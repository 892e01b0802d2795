//! Health check types shared by cache levels and the runtime.

use serde::{Deserialize, Serialize};
use std::collections::HashMap;

/// Health status for a component.
#[derive(Debug, Clone, Copy, PartialEq, Eq, Hash, Serialize, Deserialize)]
#[serde(rename_all = "lowercase")]
pub enum HealthStatus {
    /// Component is fully operational
    Healthy,
    /// Component is operational but degraded
    Degraded,
    /// Component is not operational
    Unhealthy,
    /// Health status is unknown (e.g., disabled or not yet checked)
    Unknown,
}

/// Health check result for a component.
#[derive(Debug, Clone, PartialEq, Serialize, Deserialize)]
pub struct HealthCheck {
    pub status: HealthStatus,
    pub component: String,
    pub message: Option<String>,
    /// Probe round trip in milliseconds, when a probe was made.
    pub response_time_ms: Option<u64>,
    pub metadata: Option<HashMap<String, serde_json::Value>>,
}

impl HealthCheck {
    pub fn healthy(component: impl Into<String>) -> Self {
        Self::with_status(HealthStatus::Healthy, component, None)
    }

    pub fn degraded(component: impl Into<String>, message: impl Into<String>) -> Self {
        Self::with_status(HealthStatus::Degraded, component, Some(message.into()))
    }

    pub fn unhealthy(component: impl Into<String>, message: impl Into<String>) -> Self {
        Self::with_status(HealthStatus::Unhealthy, component, Some(message.into()))
    }

    pub fn unknown(component: impl Into<String>, message: impl Into<String>) -> Self {
        Self::with_status(HealthStatus::Unknown, component, Some(message.into()))
    }

    fn with_status(
        status: HealthStatus,
        component: impl Into<String>,
        message: Option<String>,
    ) -> Self {
        Self {
            status,
            component: component.into(),
            message,
            response_time_ms: None,
            metadata: None,
        }
    }

    pub fn with_response_time(mut self, ms: u64) -> Self {
        self.response_time_ms = Some(ms);
        self
    }

    pub fn with_metadata(mut self, key: impl Into<String>, value: serde_json::Value) -> Self {
        self.metadata
            .get_or_insert_with(HashMap::new)
            .insert(key.into(), value);
        self
    }

    /// Worst status across a set of checks (`Unknown` entries are ignored).
    pub fn overall(checks: &[HealthCheck]) -> HealthStatus {
        let mut overall = HealthStatus::Healthy;
        for check in checks {
            match check.status {
                HealthStatus::Unhealthy => return HealthStatus::Unhealthy,
                HealthStatus::Degraded => overall = HealthStatus::Degraded,
                HealthStatus::Healthy | HealthStatus::Unknown => {}
            }
        }
        overall
    }
}
//! Built-in stages: validate, detect PII, authorize, anonymize, noisy
//! aggregate and compliance tagging.

use std::collections::BTreeSet;

use async_trait::async_trait;
use tessera_privacy::{
    AnonymizationRule, Anonymizer, NoiseConfig, NoiseInjector, PiiDetector, PiiReport,
};

use crate::flow::{FlowState, StageContext, StageError, StageProcessor};

/// Compliance flag names.
pub mod flags {
    pub const PII_PRESENT: &str = "pii-present";
    pub const ANONYMIZED: &str = "anonymized";
    pub const CONSENT_VERIFIED: &str = "consent-verified";
    pub const NOISE_APPLIED: &str = "noise-applied";
    pub const PURPOSE_PREFIX: &str = "purpose:";
}

/// Checks the record against the flow schema.
#[derive(Debug, Clone, Copy, Default)]
pub struct ValidateStage;

#[async_trait]
impl StageProcessor for ValidateStage {
    async fn process(
        &self,
        state: FlowState,
        ctx: StageContext<'_>,
    ) -> Result<FlowState, StageError> {
        let violations = ctx.schema.violations(&state.record);
        if violations.is_empty() {
            Ok(state)
        } else {
            Err(StageError::rejected(format!(
                "record does not match schema: {}",
                violations.join("; ")
            )))
        }
    }
}

/// Records which fields hold personal data. Never fails.
#[derive(Debug, Clone, Default)]
pub struct DetectPiiStage {
    detector: PiiDetector,
}

impl DetectPiiStage {
    pub fn new(detector: PiiDetector) -> Self {
        Self { detector }
    }
}

#[async_trait]
impl StageProcessor for DetectPiiStage {
    async fn process(
        &self,
        mut state: FlowState,
        ctx: StageContext<'_>,
    ) -> Result<FlowState, StageError> {
        let report = self.detector.detect(&state.record);
        if !report.is_empty() {
            tracing::debug!(
                flow = ctx.flow_id,
                fields = ?report.fields(),
                "PII detected"
            );
        }
        state.metadata.pii_detected = !report.is_empty();
        state.metadata.pii_fields = report.fields();
        state.metadata.pii_matches = report.matches;
        Ok(state)
    }
}

/// Requires consents and an allowed role on the invocation context.
#[derive(Debug, Clone, Default)]
pub struct AuthorizeStage {
    required_consents: BTreeSet<String>,
    allowed_roles: BTreeSet<String>,
    purpose_consent: bool,
}

impl AuthorizeStage {
    pub fn new() -> Self {
        Self::default()
    }

    pub fn require_consent(mut self, consent: impl Into<String>) -> Self {
        self.required_consents.insert(consent.into());
        self
    }

    /// Require a consent named after the invocation's purpose.
    pub fn require_purpose_consent(mut self) -> Self {
        self.purpose_consent = true;
        self
    }

    /// Any one allowed role suffices. No roles configured means any actor.
    pub fn allow_role(mut self, role: impl Into<String>) -> Self {
        self.allowed_roles.insert(role.into());
        self
    }
}

#[async_trait]
impl StageProcessor for AuthorizeStage {
    async fn process(
        &self,
        mut state: FlowState,
        ctx: StageContext<'_>,
    ) -> Result<FlowState, StageError> {
        let invocation = ctx.invocation;
        let missing: Vec<&str> = self
            .required_consents
            .iter()
            .map(String::as_str)
            .chain(self.purpose_consent.then_some(invocation.purpose.as_str()))
            .filter(|consent| !invocation.has_consent(consent))
            .collect();
        if !missing.is_empty() {
            return Err(StageError::rejected(format!(
                "missing consent: {}",
                missing.join(", ")
            )));
        }

        if !self.allowed_roles.is_empty()
            && !self.allowed_roles.iter().any(|role| invocation.has_role(role))
        {
            return Err(StageError::rejected(format!(
                "actor {} holds none of the allowed roles",
                invocation.actor.as_deref().unwrap_or("<anonymous>")
            )));
        }

        state.metadata.consent_verified = true;
        Ok(state)
    }
}

/// Applies anonymization rules, plus default rules for detected PII fields
/// that no explicit rule covers when `auto_detected` is on.
#[derive(Debug, Clone)]
pub struct AnonymizeStage {
    anonymizer: Anonymizer,
    rules: Vec<AnonymizationRule>,
    auto_detected: bool,
}

impl AnonymizeStage {
    pub fn new(anonymizer: Anonymizer, rules: Vec<AnonymizationRule>) -> Self {
        Self {
            anonymizer,
            rules,
            auto_detected: false,
        }
    }

    pub fn with_detected_fields(mut self) -> Self {
        self.auto_detected = true;
        self
    }
}

#[async_trait]
impl StageProcessor for AnonymizeStage {
    async fn process(
        &self,
        mut state: FlowState,
        _ctx: StageContext<'_>,
    ) -> Result<FlowState, StageError> {
        let mut rules = self.rules.clone();
        if self.auto_detected {
            let covered: BTreeSet<String> = rules.iter().map(|r| r.field.clone()).collect();
            let report = PiiReport {
                matches: state.metadata.pii_matches.clone(),
            };
            rules.extend(
                report
                    .suggested_rules()
                    .into_iter()
                    .filter(|rule| !covered.contains(&rule.field)),
            );
        }

        let touched: Vec<String> = rules
            .iter()
            .filter(|rule| state.record.contains(&rule.field))
            .map(|rule| rule.field.clone())
            .collect();
        state.record = self.anonymizer.apply(&state.record, &rules)?;

        if !touched.is_empty() {
            state.metadata.anonymized = true;
            state.metadata.anonymized_fields.extend(touched);
        }
        Ok(state)
    }

    fn referenced_fields(&self) -> Vec<String> {
        self.rules.iter().map(|rule| rule.field.clone()).collect()
    }
}

/// Replaces numeric fields with noised values, charging the invocation
/// purpose's budget. A rejected budget fails the stage; the raw values are
/// never passed on.
#[derive(Debug, Clone)]
pub struct NoisyAggregateStage {
    injector: NoiseInjector,
    fields: Vec<String>,
    config: NoiseConfig,
}

impl NoisyAggregateStage {
    pub fn new(injector: NoiseInjector, fields: Vec<String>, config: NoiseConfig) -> Self {
        Self {
            injector,
            fields,
            config,
        }
    }
}

#[async_trait]
impl StageProcessor for NoisyAggregateStage {
    async fn process(
        &self,
        mut state: FlowState,
        ctx: StageContext<'_>,
    ) -> Result<FlowState, StageError> {
        let mut present = Vec::new();
        let mut values = Vec::new();
        for field in &self.fields {
            let Some(value) = state.record.get(field) else {
                continue;
            };
            let number = value
                .as_f64()
                .ok_or_else(|| StageError::rejected(format!("field {} is not numeric", field)))?;
            present.push(field.clone());
            values.push(number);
        }
        if values.is_empty() {
            return Ok(state);
        }

        let purpose = ctx.invocation.purpose.as_str();
        let noised = self.injector.release_many(purpose, &values, &self.config)?;
        for (field, value) in present.iter().zip(noised) {
            state.record.insert(field.clone(), value);
        }
        state.metadata.epsilon_consumed += self.config.epsilon * values.len() as f64;
        state.metadata.noised_fields.extend(present);
        Ok(state)
    }

    fn referenced_fields(&self) -> Vec<String> {
        self.fields.clone()
    }
}

/// Derives compliance flags from the metadata gathered so far.
#[derive(Debug, Clone, Default)]
pub struct ComplianceTagStage {
    regimes: Vec<String>,
}

impl ComplianceTagStage {
    pub fn new() -> Self {
        Self::default()
    }

    /// Add a regulatory regime tag, e.g. `ferpa` or `gdpr`.
    pub fn regime(mut self, regime: impl Into<String>) -> Self {
        self.regimes.push(regime.into());
        self
    }
}

#[async_trait]
impl StageProcessor for ComplianceTagStage {
    async fn process(
        &self,
        mut state: FlowState,
        ctx: StageContext<'_>,
    ) -> Result<FlowState, StageError> {
        let meta = &mut state.metadata;
        meta.compliance_flags
            .insert(format!("{}{}", flags::PURPOSE_PREFIX, ctx.invocation.purpose));
        if meta.pii_detected {
            meta.compliance_flags.insert(flags::PII_PRESENT.to_string());
        }
        if meta.anonymized {
            meta.compliance_flags.insert(flags::ANONYMIZED.to_string());
        }
        if meta.consent_verified {
            meta.compliance_flags.insert(flags::CONSENT_VERIFIED.to_string());
        }
        if !meta.noised_fields.is_empty() {
            meta.compliance_flags.insert(flags::NOISE_APPLIED.to_string());
        }
        meta.compliance_flags.extend(self.regimes.iter().cloned());

        let unprotected: Vec<&String> = meta
            .pii_fields
            .iter()
            .filter(|field| {
                state.record.contains(field) && !meta.anonymized_fields.contains(field)
            })
            .collect();
        if !unprotected.is_empty() {
            let warning = format!(
                "PII fields leave the flow unanonymized: {}",
                unprotected
                    .iter()
                    .map(|f| f.as_str())
                    .collect::<Vec<_>>()
                    .join(", ")
            );
            state.warnings.push(warning);
        }
        Ok(state)
    }
}

#[cfg(test)]
mod tests {
    use super::*;
    use crate::flow::{FieldKind, RecordSchema};
    use serde_json::json;
    use std::sync::Arc;
    use tessera_core::{DataRecord, FlowContext, PrivacyError};
    use tessera_privacy::PrivacyBudgetLedger;

    fn schema() -> RecordSchema {
        RecordSchema::new()
            .required("student_id", FieldKind::String)
            .optional("email", FieldKind::String)
            .optional("score", FieldKind::Number)
    }

    fn record() -> DataRecord {
        DataRecord::new()
            .with("student_id", "s-42")
            .with("email", "ada@example.edu")
            .with("score", 88)
    }

    async fn run(
        stage: &dyn StageProcessor,
        state: FlowState,
        invocation: &FlowContext,
    ) -> Result<FlowState, StageError> {
        let schema = schema();
        let ctx = StageContext {
            flow_id: "test",
            invocation,
            schema: &schema,
        };
        stage.process(state, ctx).await
    }

    #[tokio::test]
    async fn test_validate_stage() {
        let ctx = FlowContext::new("analytics");
        assert!(run(&ValidateStage, FlowState::new(record()), &ctx).await.is_ok());

        let bad = DataRecord::new().with("email", "x@y.io");
        let err = run(&ValidateStage, FlowState::new(bad), &ctx).await.unwrap_err();
        assert!(err.to_string().contains("student_id"));
    }

    #[tokio::test]
    async fn test_detect_then_anonymize_detected() {
        let ctx = FlowContext::new("analytics");
        let detected = run(&DetectPiiStage::default(), FlowState::new(record()), &ctx)
            .await
            .unwrap();
        assert!(detected.metadata.pii_detected);
        assert_eq!(detected.metadata.pii_fields, vec!["email".to_string()]);

        let stage = AnonymizeStage::new(Anonymizer::new("[REDACTED]", b"k"), Vec::new())
            .with_detected_fields();
        let out = run(&stage, detected, &ctx).await.unwrap();
        assert_ne!(out.record.get("email"), Some(&json!("ada@example.edu")));
        assert!(out.metadata.anonymized);
        assert_eq!(out.metadata.anonymized_fields, vec!["email".to_string()]);
    }

    #[tokio::test]
    async fn test_authorize_stage() {
        let stage = AuthorizeStage::new()
            .require_purpose_consent()
            .allow_role("instructor");

        let denied = FlowContext::new("research").with_role("instructor");
        let err = run(&stage, FlowState::new(record()), &denied).await.unwrap_err();
        assert!(err.to_string().contains("research"));

        let wrong_role = FlowContext::new("research").with_consent("research").with_role("student");
        assert!(run(&stage, FlowState::new(record()), &wrong_role).await.is_err());

        let ok = FlowContext::new("research").with_consent("research").with_role("instructor");
        let out = run(&stage, FlowState::new(record()), &ok).await.unwrap();
        assert!(out.metadata.consent_verified);
    }

    #[tokio::test]
    async fn test_noisy_aggregate_consumes_budget() {
        let ledger = Arc::new(PrivacyBudgetLedger::new());
        ledger.register_purpose("analytics", 1.0).unwrap();
        let stage = NoisyAggregateStage::new(
            NoiseInjector::new(Arc::clone(&ledger)),
            vec!["score".to_string()],
            NoiseConfig::laplace(0.6, 1.0),
        );
        let ctx = FlowContext::new("analytics");

        let out = run(&stage, FlowState::new(record()), &ctx).await.unwrap();
        assert_eq!(out.metadata.noised_fields, vec!["score".to_string()]);
        assert!(out.record.get("score").unwrap().is_f64());

        let err = run(&stage, FlowState::new(record()), &ctx).await.unwrap_err();
        assert!(matches!(
            err,
            StageError::Privacy(PrivacyError::BudgetExceeded { .. })
        ));
    }

    #[tokio::test]
    async fn test_compliance_flags_and_unprotected_warning() {
        let ctx = FlowContext::new("analytics");
        let mut state = FlowState::new(record());
        state.metadata.pii_detected = true;
        state.metadata.pii_fields = vec!["email".to_string()];

        let out = run(&ComplianceTagStage::new().regime("ferpa"), state, &ctx)
            .await
            .unwrap();
        let flags: Vec<&str> = out.metadata.compliance_flags.iter().map(String::as_str).collect();
        assert_eq!(flags, vec!["ferpa", "pii-present", "purpose:analytics"]);
        assert_eq!(out.warnings.len(), 1);
    }
}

# # # #

What to produce: Check each line of the records for "return" and copy the ones that contain it.

Output of the exercise:
                HealthStatus::Unhealthy => return HealthStatus::Unhealthy,
            return Err(StageError::rejected(format!(
            return Err(StageError::rejected(format!(
            return Ok(state);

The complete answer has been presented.